PROMPT: Write out the data below exactly, beginning with the first line and ending once the line that has "use std::str::FromStr;" is written.

(Stored items)

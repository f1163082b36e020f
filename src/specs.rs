//! Builtin specs for standard library types.
//!
//! Numeric and similar types go through the factory path with their
//! `FromStr` implementation as the parse function; text-like types go
//! through the constructor path, where construction cannot fail.

use std::path::PathBuf;
use std::str::FromStr;

use crate::core::types::{FactoryMethod, StringConstructor, TypeSpec};
use crate::registry::ConverterRegistry;

/// Spec for any type whose `FromStr` implementation is its parse
/// factory.
pub fn from_str_spec<T>(simple_name: &'static str) -> TypeSpec<T>
where
    T: FromStr + 'static,
    T::Err: std::error::Error + Send + Sync + 'static,
{
    TypeSpec::builder(simple_name)
        .factory(FactoryMethod::parsing(T::from_str))
        .build()
}

/// Spec for a type constructed infallibly from text.
fn owned_text_spec<T, F>(simple_name: &'static str, construct: F) -> TypeSpec<T>
where
    F: Fn(&str) -> T + Send + Sync + 'static,
{
    TypeSpec::builder(simple_name)
        .constructor(StringConstructor::new(construct))
        .build()
}

macro_rules! register_parsed {
    ($registry:expr, $($ty:ty => $name:literal),+ $(,)?) => {
        $($registry.register(from_str_spec::<$ty>($name));)+
    };
}

/// Register specs for the standard types into `registry`.
pub fn register_builtins(registry: &ConverterRegistry) {
    register_parsed!(registry,
        i8 => "i8",
        i16 => "i16",
        i32 => "i32",
        i64 => "i64",
        i128 => "i128",
        isize => "isize",
        u8 => "u8",
        u16 => "u16",
        u32 => "u32",
        u64 => "u64",
        u128 => "u128",
        usize => "usize",
        f32 => "f32",
        f64 => "f64",
        bool => "bool",
        char => "char",
    );
    registry.register(owned_text_spec("String", |raw| raw.to_string()));
    registry.register(owned_text_spec("PathBuf", |raw| PathBuf::from(raw)));
}
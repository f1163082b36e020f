pub mod errors;
pub mod types;

pub use errors::{ConvertError, Result};
pub use types::{
    ConstructorFault, EnumTable, FactoryFault, FactoryFn, FactoryMethod, Fault, Resolution,
    StringConstructor, TypeSpec, TypeSpecBuilder,
};
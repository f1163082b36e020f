// Export modules for library usage
pub mod context;
pub mod convert;
pub mod core;
pub mod registry;
pub mod specs;

// Re-export commonly used types
pub use crate::context::{ArgumentHandle, ParserContext};

pub use crate::convert::TypedConverter;

pub use crate::core::errors::{ConvertError, Result};

pub use crate::core::types::{
    ConstructorFault, EnumTable, FactoryFault, FactoryFn, FactoryMethod, Fault, Resolution,
    StringConstructor, TypeSpec, TypeSpecBuilder,
};

pub use crate::registry::{default_registry, ConverterRegistry};

pub use crate::specs::from_str_spec;
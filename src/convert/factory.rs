//! Factory resolution: a type-level parse function, when eligible.

use crate::core::types::{FactoryFault, FactoryMethod, Fault, Resolution};

/// Try the factory candidate.
///
/// Everything that makes the candidate unusable for reasons unrelated
/// to the input text declines, so the constructor gets its turn. A
/// rejection from the factory's own logic is final: the constructor is
/// not consulted about text the type has already refused.
pub(crate) fn resolve<T>(factory: Option<&FactoryMethod<T>>, value: &str) -> Resolution<T> {
    let invoke = match factory {
        None => return Resolution::Declined,
        Some(FactoryMethod::InstanceLevel) => {
            log::debug!("factory candidate requires a receiver, skipping");
            return Resolution::Declined;
        }
        Some(FactoryMethod::ForeignOutput) => {
            log::debug!("factory candidate yields an unrelated type, skipping");
            return Resolution::Declined;
        }
        Some(FactoryMethod::MismatchedParams) => {
            log::debug!("factory candidate does not take a single text parameter, skipping");
            return Resolution::Declined;
        }
        Some(FactoryMethod::TypeLevel(invoke)) => invoke,
    };

    match invoke(value) {
        Ok(converted) => Resolution::Resolved(converted),
        Err(FactoryFault::AccessDenied) => {
            log::debug!("factory invocation denied, falling through to constructor");
            Resolution::Declined
        }
        Err(FactoryFault::Rejected(cause)) => Resolution::Failed(Fault::Input {
            cause: cause.to_string(),
        }),
        Err(FactoryFault::BadInvocation(cause)) => Resolution::Failed(Fault::Setup { cause }),
    }
}
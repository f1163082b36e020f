//! Shared error types for text-to-value conversion.

use thiserror::Error;

use crate::context::{ArgumentHandle, ParserContext};

/// Two-tier error for conversion attempts.
///
/// `InvalidValue` is the recoverable tier: the person typing the
/// argument supplied text the target type rejects, and the message is
/// meant to be shown to them. `Configuration` is the fatal tier: the
/// target type was registered without a usable conversion path, which
/// no end user can fix. Callers display the first and let the second
/// propagate.
#[derive(Debug, Error)]
pub enum ConvertError {
    /// The supplied text could not be converted to the target type.
    ///
    /// The display shape is fixed and rendered with `std::fmt`, which
    /// is locale-invariant, so the message is stable across
    /// environments.
    #[error("could not convert '{value}' to {type_name} ({cause})")]
    InvalidValue {
        value: String,
        type_name: &'static str,
        cause: String,
        parser: ParserContext,
        argument: ArgumentHandle,
    },

    /// The target type offers no usable conversion path.
    #[error("no usable text conversion for {type_name} ({cause})")]
    Configuration {
        type_name: &'static str,
        cause: String,
    },
}

impl ConvertError {
    /// Create a user-input error carrying the caller's context.
    pub fn invalid_value(
        value: impl Into<String>,
        type_name: &'static str,
        cause: impl Into<String>,
        parser: ParserContext,
        argument: ArgumentHandle,
    ) -> Self {
        Self::InvalidValue {
            value: value.into(),
            type_name,
            cause: cause.into(),
            parser,
            argument,
        }
    }

    /// Create a configuration error.
    pub fn configuration(type_name: &'static str, cause: impl Into<String>) -> Self {
        Self::Configuration {
            type_name,
            cause: cause.into(),
        }
    }

    /// True for errors caused by what the user typed.
    pub fn is_user_input(&self) -> bool {
        matches!(self, Self::InvalidValue { .. })
    }

    /// True for errors caused by how the argument was registered.
    pub fn is_configuration(&self) -> bool {
        matches!(self, Self::Configuration { .. })
    }

    /// Simple name of the target type.
    pub fn type_name(&self) -> &'static str {
        match self {
            Self::InvalidValue { type_name, .. } => type_name,
            Self::Configuration { type_name, .. } => type_name,
        }
    }

    /// Message of the underlying cause.
    pub fn cause(&self) -> &str {
        match self {
            Self::InvalidValue { cause, .. } => cause,
            Self::Configuration { cause, .. } => cause,
        }
    }

    /// The rejected input text, for user-input errors.
    pub fn value(&self) -> Option<&str> {
        match self {
            Self::InvalidValue { value, .. } => Some(value),
            Self::Configuration { .. } => None,
        }
    }

    pub fn parser(&self) -> Option<&ParserContext> {
        match self {
            Self::InvalidValue { parser, .. } => Some(parser),
            Self::Configuration { .. } => None,
        }
    }

    pub fn argument(&self) -> Option<&ArgumentHandle> {
        match self {
            Self::InvalidValue { argument, .. } => Some(argument),
            Self::Configuration { .. } => None,
        }
    }

    /// Message with the argument identity prepended, the way the
    /// surrounding parser presents conversion failures to the user.
    pub fn contextual_message(&self) -> String {
        match self.argument().and_then(ArgumentHandle::label) {
            Some(label) => format!("argument {label}: {self}"),
            None => self.to_string(),
        }
    }
}

/// Result type alias using our error type
pub type Result<T> = std::result::Result<T, ConvertError>;

#[cfg(test)]
mod tests {
    use super::*;

    #[test]
    fn invalid_value_display_has_fixed_shape() {
        let err = ConvertError::invalid_value(
            "0x100",
            "i32",
            "invalid digit found in string",
            ParserContext::anonymous(),
            ArgumentHandle::anonymous(),
        );
        assert_eq!(
            "could not convert '0x100' to i32 (invalid digit found in string)",
            err.to_string()
        );
    }

    #[test]
    fn classification_is_disjoint() {
        let user = ConvertError::invalid_value(
            "x",
            "u8",
            "bad",
            ParserContext::anonymous(),
            ArgumentHandle::anonymous(),
        );
        let setup = ConvertError::configuration("Widget", "no conversion path");
        assert!(user.is_user_input() && !user.is_configuration());
        assert!(setup.is_configuration() && !setup.is_user_input());
    }

    #[test]
    fn accessors_expose_error_parts() {
        let err = ConvertError::invalid_value(
            "zzz",
            "u16",
            "invalid digit found in string",
            ParserContext::new("prog"),
            ArgumentHandle::new("--port"),
        );
        assert_eq!(Some("zzz"), err.value());
        assert_eq!("u16", err.type_name());
        assert_eq!("invalid digit found in string", err.cause());
        assert_eq!(Some("prog"), err.parser().unwrap().label());
        assert_eq!(Some("--port"), err.argument().unwrap().label());
    }

    #[test]
    fn contextual_message_prefixes_argument_label() {
        let err = ConvertError::invalid_value(
            "five",
            "u8",
            "invalid digit found in string",
            ParserContext::new("prog"),
            ArgumentHandle::new("--retries"),
        );
        assert_eq!(
            "argument --retries: could not convert 'five' to u8 (invalid digit found in string)",
            err.contextual_message()
        );
    }

    #[test]
    fn contextual_message_without_label_is_the_plain_message() {
        let err = ConvertError::invalid_value(
            "five",
            "u8",
            "invalid digit found in string",
            ParserContext::anonymous(),
            ArgumentHandle::anonymous(),
        );
        assert_eq!(err.to_string(), err.contextual_message());

        let setup = ConvertError::configuration("Widget", "no conversion path");
        assert_eq!(setup.to_string(), setup.contextual_message());
    }
}
//! Enumeration constant lookup, the terminal strategy for enum types.

use crate::core::types::{EnumTable, Fault};

/// Resolve `value` against the declared constants. The match is exact;
/// the table does no trimming or case folding, so an enumeration spec
/// doubles as a closed choice set.
pub(crate) fn resolve<T>(table: &EnumTable<T>, value: &str) -> Result<T, Fault> {
    match table.lookup(value) {
        Some(constant) => Ok(constant),
        None => {
            log::debug!("no enumeration constant matches '{value}'");
            Err(Fault::Input {
                cause: format!("no constant named '{value}'"),
            })
        }
    }
}
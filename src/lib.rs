//! Local S3-compatible object storage emulator.
//!
//! Buckets and objects live directly on the filesystem under a configured
//! data directory; requests are authenticated with AWS Signature V4 against
//! a single static credential.

pub mod config;
pub mod errors;
pub mod handlers;
pub mod middleware;
pub mod models;
pub mod routes;
pub mod services;
pub mod state;

pub use routes::routes::create_router;
pub use state::AppState;
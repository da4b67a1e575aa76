//! Liveness handler.
//!
//! - GET /health -> `{"status":"ok"}`, served without authentication

use axum::{Json, http::StatusCode, response::IntoResponse};
use serde::Serialize;

/// `GET /health`
///
/// Always 200. Performs no I/O.
pub async fn health() -> impl IntoResponse {
    (
        StatusCode::OK,
        Json(HealthResponse {
            status: "ok".into(),
        }),
    )
}

#[derive(Serialize)]
struct HealthResponse {
    status: String,
}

TASK RESULT:
repository f1163082b36e020f
filename src/specs.rs
//! Builtin specs for standard library types.
//!
//! Numeric and similar types go through the factory path with their
//! `FromStr` implementation as the parse function; text-like types go
//! through the constructor path, where construction cannot fail.

use std::path::PathBuf;
use std::str::FromStr;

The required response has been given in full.